By the end of February the Netherlands Government announced its intention to convene a round-table conference of all parties, including the republicans, in order to discuss and to implement the transfer of sovereignty to a representative, all-Indonesian government at the earliest possible date. On March 23 the Security Council, at the suggestion of the Canadian and Chinese delegations, issued new instructions to the United Nations Commission for Indonesia in which the reinstallation of the Government of the Republic at Jogjakarta was made dependent on its willingness to discontinue violence and guerrilla warfare and to participate in the round-table conference. The discussions between the Netherlands and the republican delegations then resulted on May 9 in a preliminary agreement, which can and should lead to final peace.
It was proved by this last negotiation, as had been the case once before at the conclusion of the Renville agreement of January 17, 1948, that the republicans are certainly amenable to reason once their responsibility and the consequences of evasion or bad faith are squarely put before them. In the present agreement they have explicitly promised to publish and enforce orders for a cease fire; they have formally acknowledged that the Republic is only one of the component parts, one of the states of the future United States of Indonesia; and they have expressed their readiness to come together, on a footing of equality, with the representatives of the other states, to discuss, with those of the Netherlands, the formation of an Indonesian government, the transfer of sovereignty, and the future relations between the two countries. In return, they will be enabled to reconstitute themselves as a state government in the Jogjakarta area and they will be accorded one-third of the number of representatives in the provisional parliament of Indonesia, which should be ample considering their loss of influence and adherents in the country.
There is still an extensive job of pacification to be achieved, but the pattern of a free United States of Indonesia, closely allied to the Netherlands, is gradually emerging from the tangle of violent designs and ambitious purposes.
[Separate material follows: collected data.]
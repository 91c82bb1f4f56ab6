//! Message correlation and dispatch core for remote-object RPC.
//!
//! Every message carries a message type and a correlation key. This library
//! tracks in-flight requests, routes replies back to the waiting caller,
//! routes unsolicited messages (requests, events, keep-alives) to handlers
//! registered by message type, and enforces request timeouts. Lost, late,
//! duplicated and out-of-order messages are tolerated.
//!
//! Transports and codecs are consumed through the [`Transport`] and [`Codec`]
//! traits; an in-memory transport ([`memory_pair`]) and a JSON codec
//! ([`JsonCodec`]) are included.
//!

// Import all sub modules once...
mod client;
mod codec;
mod domain;
mod server;
mod transport;

mod config;
mod session;
mod session_builder;

mod correlation;
mod error;
mod lock;
mod macros;

pub(crate) use lock::lock_ignore_poison;
pub(crate) use macros::{log_debug, log_error, log_info, log_warn};

// Re-export main types
pub use client::pending::{CorrelationTable, Outcome, PendingHandle};
pub use client::reaper::Reaper;
pub use client::{InFlight, RpcClient};
pub use server::{DispatchSnapshot, Dispatched, Dispatcher, HandlerId, HandlerReply};

pub use session::RpcSession;
pub use session_builder::RpcSessionBuilder;

pub use config::RpcConfig;

pub use correlation::{CorrelationKey, KeyGenerator, KeyStrategy};
pub use error::{Result, RpcError};

pub use codec::JsonCodec;
pub use transport::memory::{memory_pair, MemoryEndpoint};
pub use transport::runner::spawn_reader;

// --- public re-exports
pub use domain::{
    //
    Codec,
    CodecPtr,
    Envelope,
    Fault,
    FrameStream,
    Message,
    MessageType,
    Transport,
    TransportPtr,
};
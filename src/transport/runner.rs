//! Inbound reader loop.
//!
//! This module provides the glue between a transport's inbound
//! [`FrameStream`] and the [`Dispatcher`].
//!
//! The reader is responsible for:
//! - decoding each inbound frame with the session codec
//! - handing decoded envelopes to the dispatcher
//! - encoding and sending the replies handlers produce
//! - failing outstanding requests once the stream ends
//!
//! It does **not** define RPC semantics; those live in the dispatcher and the
//! correlation table.
//!
//! ## Design notes
//!
//! ### Reply routing stays responsive
//!
//! Reply envelopes are dispatched inline: resolving a pending request never
//! awaits anything. Unsolicited envelopes are dispatched on their own task, so
//! a slow handler cannot delay the routing of later replies. As a consequence,
//! handlers for different unsolicited messages may run concurrently.
//!
//! ### Error handling
//!
//! Undecodable frames and failed reply sends are logged and counted, but do not
//! terminate the loop. This mirrors message-oriented middleware, where a single
//! bad message should not bring down the consumer.

use tokio::task::JoinHandle;

use crate::{
    // ---
    log_debug,
    log_warn,
    CodecPtr,
    Dispatcher,
    Envelope,
    FrameStream,
    RpcError,
    TransportPtr,
};

/// Start the reader loop for one transport.
///
/// The returned [`JoinHandle`] represents the lifetime of the loop. The loop
/// ends when the inbound stream ends; at that point every request still
/// pending in the dispatcher's table fails with [`RpcError::ConnectionLost`].
///
/// Must be called from within a tokio runtime.
pub fn spawn_reader(
    mut inbound: FrameStream,
    codec: CodecPtr,
    dispatcher: Dispatcher,
    transport: TransportPtr,
) -> JoinHandle<()> {
    // ---
    tokio::spawn(async move {
        // ---
        while let Some(frame) = inbound.recv().await {
            let envelope = match codec.decode(&frame) {
                Ok(envelope) => envelope,
                Err(_err) => {
                    dispatcher.record_decode_failure();
                    log_warn!(
                        "{}: dropping undecodable frame ({} bytes): {_err}",
                        transport.transport_id(),
                        frame.len()
                    );
                    continue;
                }
            };

            if envelope.message_type().is_reply() {
                dispatcher.dispatch(envelope).await;
                continue;
            }

            let dispatcher = dispatcher.clone();
            let codec = codec.clone();
            let transport = transport.clone();

            tokio::spawn(async move {
                if let Some(reply) = dispatcher.dispatch(envelope).await.into_reply() {
                    send_reply(&codec, &transport, reply).await;
                }
            });
        }

        let _failed = dispatcher.table().fail_all(|| RpcError::ConnectionLost);
        log_debug!(
            "{}: inbound stream ended, {_failed} pending request(s) failed",
            transport.transport_id()
        );
    })
}

async fn send_reply(codec: &CodecPtr, transport: &TransportPtr, reply: Envelope) {
    // ---
    let frame = match codec.encode(&reply) {
        Ok(frame) => frame,
        Err(_err) => {
            log_warn!("cannot encode reply for {}: {_err}", reply.correlation_key());
            return;
        }
    };

    if let Err(_err) = transport.send(frame).await {
        log_warn!(
            "{}: reply for {} not sent: {_err}",
            transport.transport_id(),
            reply.correlation_key()
        );
    }
}
//! Public, transport-agnostic RPC configuration.
//!
//! This type contains no transport-specific concepts. Transport layers are
//! constructed separately and handed to [`RpcSessionBuilder`](crate::RpcSessionBuilder).

use std::time::Duration;

use crate::{KeyStrategy, Result, RpcError};

/// Session configuration.
///
/// # Example
///
/// ```
/// use rtremote_rpc::{KeyStrategy, RpcConfig};
/// use std::time::Duration;
///
/// let config = RpcConfig::new("display-node")
///     .with_request_timeout(Duration::from_secs(5))
///     .with_key_strategy(KeyStrategy::Counter);
/// assert_eq!(config.node_id, "display-node");
/// ```
#[derive(Debug, Clone)]
pub struct RpcConfig {
    // ---
    /// Identifier for this node, used for logging and as the prefix of
    /// [`KeyStrategy::Counter`] keys.
    pub node_id: String,

    /// Default time to wait for a reply when the caller gives no timeout.
    ///
    /// Default: 30 seconds
    pub request_timeout: Duration,

    /// How often the reaper sweeps the correlation table for expired requests.
    ///
    /// A request is timed out at most one interval after its deadline.
    /// Must be non-zero.
    ///
    /// Default: 250 ms
    pub reaper_interval: Duration,

    /// How correlation keys are generated.
    ///
    /// Default: [`KeyStrategy::RandomToken`]
    pub key_strategy: KeyStrategy,

    /// Number of fresh keys to try when a generated key collides with a
    /// pending one. Must be at least 1.
    ///
    /// Default: 4
    pub max_key_attempts: u32,
}

impl Default for RpcConfig {
    fn default() -> Self {
        Self {
            node_id: "node".to_string(),
            request_timeout: Duration::from_secs(30),
            reaper_interval: Duration::from_millis(250),
            key_strategy: KeyStrategy::default(),
            max_key_attempts: 4,
        }
    }
}

impl RpcConfig {
    /// Default configuration for the node `node_id`.
    pub fn new(node_id: impl Into<String>) -> Self {
        Self {
            node_id: node_id.into(),
            ..Self::default()
        }
    }

    /// Set the default request timeout.
    pub fn with_request_timeout(mut self, timeout: Duration) -> Self {
        self.request_timeout = timeout;
        self
    }

    /// Set the reaper sweep interval.
    pub fn with_reaper_interval(mut self, interval: Duration) -> Self {
        self.reaper_interval = interval;
        self
    }

    /// Set the correlation key strategy.
    pub fn with_key_strategy(mut self, strategy: KeyStrategy) -> Self {
        self.key_strategy = strategy;
        self
    }

    /// Set how many keys to try on collision.
    pub fn with_max_key_attempts(mut self, attempts: u32) -> Self {
        self.max_key_attempts = attempts;
        self
    }

    /// Check the values a session cannot run with.
    ///
    /// # Errors
    ///
    /// Returns [`RpcError::InvalidArgument`] for an empty `node_id`, a zero
    /// `reaper_interval` or a zero `max_key_attempts`.
    pub fn validate(&self) -> Result<()> {
        // ---
        if self.node_id.is_empty() {
            return Err(RpcError::invalid_argument("node_id must not be empty"));
        }
        if self.reaper_interval.is_zero() {
            return Err(RpcError::invalid_argument("reaper_interval must be non-zero"));
        }
        if self.max_key_attempts == 0 {
            return Err(RpcError::invalid_argument("max_key_attempts must be at least 1"));
        }
        Ok(())
    }
}

#[cfg(test)]
mod tests {
    use super::*;

    #[test]
    fn test_defaults() {
        let config = RpcConfig::default();
        assert_eq!(config.node_id, "node");
        assert_eq!(config.request_timeout, Duration::from_secs(30));
        assert_eq!(config.reaper_interval, Duration::from_millis(250));
        assert_eq!(config.key_strategy, KeyStrategy::RandomToken);
        assert_eq!(config.max_key_attempts, 4);
        assert!(config.validate().is_ok());
    }

    #[test]
    fn test_validate_rejects_unusable_values() {
        // ---
        let cases = [
            RpcConfig::new(""),
            RpcConfig::new("n").with_reaper_interval(Duration::ZERO),
            RpcConfig::new("n").with_max_key_attempts(0),
        ];
        for config in cases {
            assert!(
                matches!(config.validate(), Err(RpcError::InvalidArgument(_))),
                "{config:?}"
            );
        }
    }
}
Much of that pattern was laid down in the negotiations with the Republic which resulted in the Linggadjati Agreement; on the other hand, a major part of the actual reconstruction originated outside the Republic, where the federalists conceived the first practical plan for coöperation at the Malino Conference of July 1946. When peace is made at last by those who want to rebuild their country on the sure foundations of justice and prosperity, the world may yet come to understand that the Dutch policy was not impelled by a senseless imperialism, and that the force applied was a necessary minimum to restore a decent nation to health and understanding. We may yet hope that after all these trials, the United States of Indonesia will be preserved as a bridgehead from which democratic liberty will expand through all the seven nations of Southeast Asia.